I Am Not My Breast Cancer: Women talk openly about love & sex, hair loss & weight gain, mothers & daughters, and being a woman with Breast Cancer

Author: Reviewed By: Alysa Cummings
Content Contributor: The Abramson Cancer Center of the University of Pennsylvania
Last Reviewed: June 02, 2008

Author:

Ruth Peltason

Publisher:

Harper Collins, 2008

Information:

ISBN: 9780061174100 | $25.95 US

OncoLink Rating:

I confess that I have a real weakness for books like these - books whose pages echo with the authentic voices of real women identified only by anonymous screen names like BCWarrior and Princess86. Women who speak honestly about the Breast Cancer experience, whose words sometimes feel less like email messages and more like poems, as in the case of this entry by JodieR from the Being Womanly chapter:

I am woman. I am sexy. I am boobless. I look a little sick. I am proud. I am scarred. I am good. I am afraid. I am warm. I am still alive. I have bad feelings. I am smart. I know real pain. I am artistic. I deal with lymphedema. I have good feelings. I have blue eyes. I have cancer. I am still alive. You hear me out there? I am alive.

Breast Cancer survivor and author Ruth Peltason wanted to create a book by survivors, for survivors that would be a "warts-and-all, tell-all," not the usual "saccharine or superficial" approach to the breast cancer experience. She has absolutely, positively succeeded.

I Am Not My Breast Cancer is well organized into three parts: "diagnosis", "living with breast cancer", and "the big picture". Each of these sections is filled with short paragraphs that reveal the women’s stories one after another – dealing with hair loss, telling your children about the diagnosis, facing the mirror after surgery, balancing treatment with work. The contributors come to life as their stories grow, one entry after another, chapter by chapter throughout the book.

Peltason gathered the information by hosting a First Person Plural website, inviting survivors all over the world to contribute their cancer survivor experiences. Her author's challenge was to edit input from over eight hundred women, ranging in age from 20 to 70 years old.

Along the way, the women share their insights ("when breast cancer hits you, you have to do what’s best for you; you become Number 1,") and CancerLand lessons learned ("it is ironic that something which left me so disfigured on the outside has left me so whole on the inside"). They describe their hopes ("I want to look and feel normal again…I do not want to wear my disease like a battle scar for all to see,") and reveal deep hurts ("..a very dear friend told me that if I had to get cancer that at least I was lucky and got breast cancer.") The fact that no real contributor names are included might have something to do with the ladies’ openness and uninhibited comments, especially in the section on Love Relationships and Sexual Intimacy. No other book in my collection deals as honestly with this very important issue.

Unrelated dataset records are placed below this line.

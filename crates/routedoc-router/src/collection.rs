//! Route registration.
//!
//! This module provides [`RouteCollection`], the ordered store of routes the
//! documentation layer walks when it assembles a document.

use std::ops::{Index, IndexMut};

use http::Method;

use crate::error::RouteResult;
use crate::method_set::MethodSet;
use crate::route::{Route, RouteAction, RouteDefinition};

/// Position of a route inside a [`RouteCollection`].
#[derive(Debug, Clone, Copy, PartialEq, Eq, Hash)]
pub struct RouteId(usize);

impl RouteId {
    /// Index of the route in registration order.
    #[must_use]
    pub fn index(self) -> usize {
        self.0
    }
}

/// Routes in registration order.
///
/// # Example
///
/// ```rust
/// use routedoc_router::{RouteCollection, RouteAction, RouteDefinition};
/// use http::Method;
///
/// let mut routes = RouteCollection::new();
/// let id = routes
///     .add(&[Method::GET], "/users/{id}", RouteAction::controller("UserController", "show"))
///     .unwrap();
///
/// assert_eq!(routes.len(), 1);
/// assert_eq!(routes.get(id).unwrap().uri(), "users/{id}");
/// ```
#[derive(Debug, Clone, Default)]
pub struct RouteCollection {
    routes: Vec<Route>,
}

impl RouteCollection {
    /// Creates a new empty collection.
    #[must_use]
    pub fn new() -> Self {
        Self::default()
    }

    /// Registers a route for the given methods.
    ///
    /// A GET route also answers HEAD, matching how routers register them.
    pub fn add(
        &mut self,
        methods: &[Method],
        uri: &str,
        action: RouteAction,
    ) -> RouteResult<RouteId> {
        let mut set: MethodSet = methods.iter().collect();
        if set.contains(&Method::GET) {
            set.insert(&Method::HEAD);
        }
        Ok(self.push(Route::new(set, uri, action)?))
    }

    /// Registers a route answering every documentable method.
    pub fn any(&mut self, uri: &str, action: RouteAction) -> RouteResult<RouteId> {
        Ok(self.push(Route::new(MethodSet::all(), uri, action)?))
    }

    /// Appends an already built route.
    pub fn push(&mut self, route: Route) -> RouteId {
        tracing::debug!(
            uri = %route.uri(),
            action = %route.action(),
            "Registering route"
        );
        self.routes.push(route);
        RouteId(self.routes.len() - 1)
    }

    /// Returns the route registered under `id`.
    #[must_use]
    pub fn get(&self, id: RouteId) -> Option<&Route> {
        self.routes.get(id.0)
    }

    /// Returns mutable access to the route registered under `id`.
    pub fn get_mut(&mut self, id: RouteId) -> Option<&mut Route> {
        self.routes.get_mut(id.0)
    }

    /// Finds a route by its name.
    #[must_use]
    pub fn by_name(&self, name: &str) -> Option<&Route> {
        self.routes.iter().find(|r| r.name() == Some(name))
    }

    /// Iterates routes in registration order.
    pub fn iter(&self) -> impl Iterator<Item = (RouteId, &Route)> {
        self.routes.iter().enumerate().map(|(i, r)| (RouteId(i), r))
    }

    /// Returns the number of routes registered.
    #[must_use]
    pub fn len(&self) -> usize {
        self.routes.len()
    }

    /// Returns true if no routes are registered.
    #[must_use]
    pub fn is_empty(&self) -> bool {
        self.routes.is_empty()
    }
}

impl Index<RouteId> for RouteCollection {
    type Output = Route;

    fn index(&self, id: RouteId) -> &Route {
        &self.routes[id.0]
    }
}

impl IndexMut<RouteId> for RouteCollection {
    fn index_mut(&mut self, id: RouteId) -> &mut Route {
        &mut self.routes[id.0]
    }
}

Comparisons can be made to another book in print that is also filled with breast cancer survivor tips: Uplift by Barbara Delinsky. There are real stylistic differences between the two, most notably Delinsky’s avoidance of anything that isn’t 100% upbeat, perky and positive. Peltason’s contributors reveal far more, including righteous anger and feelings of loss. And as any cancer survivor will tell you in a heartbeat, that’s part of the journey too.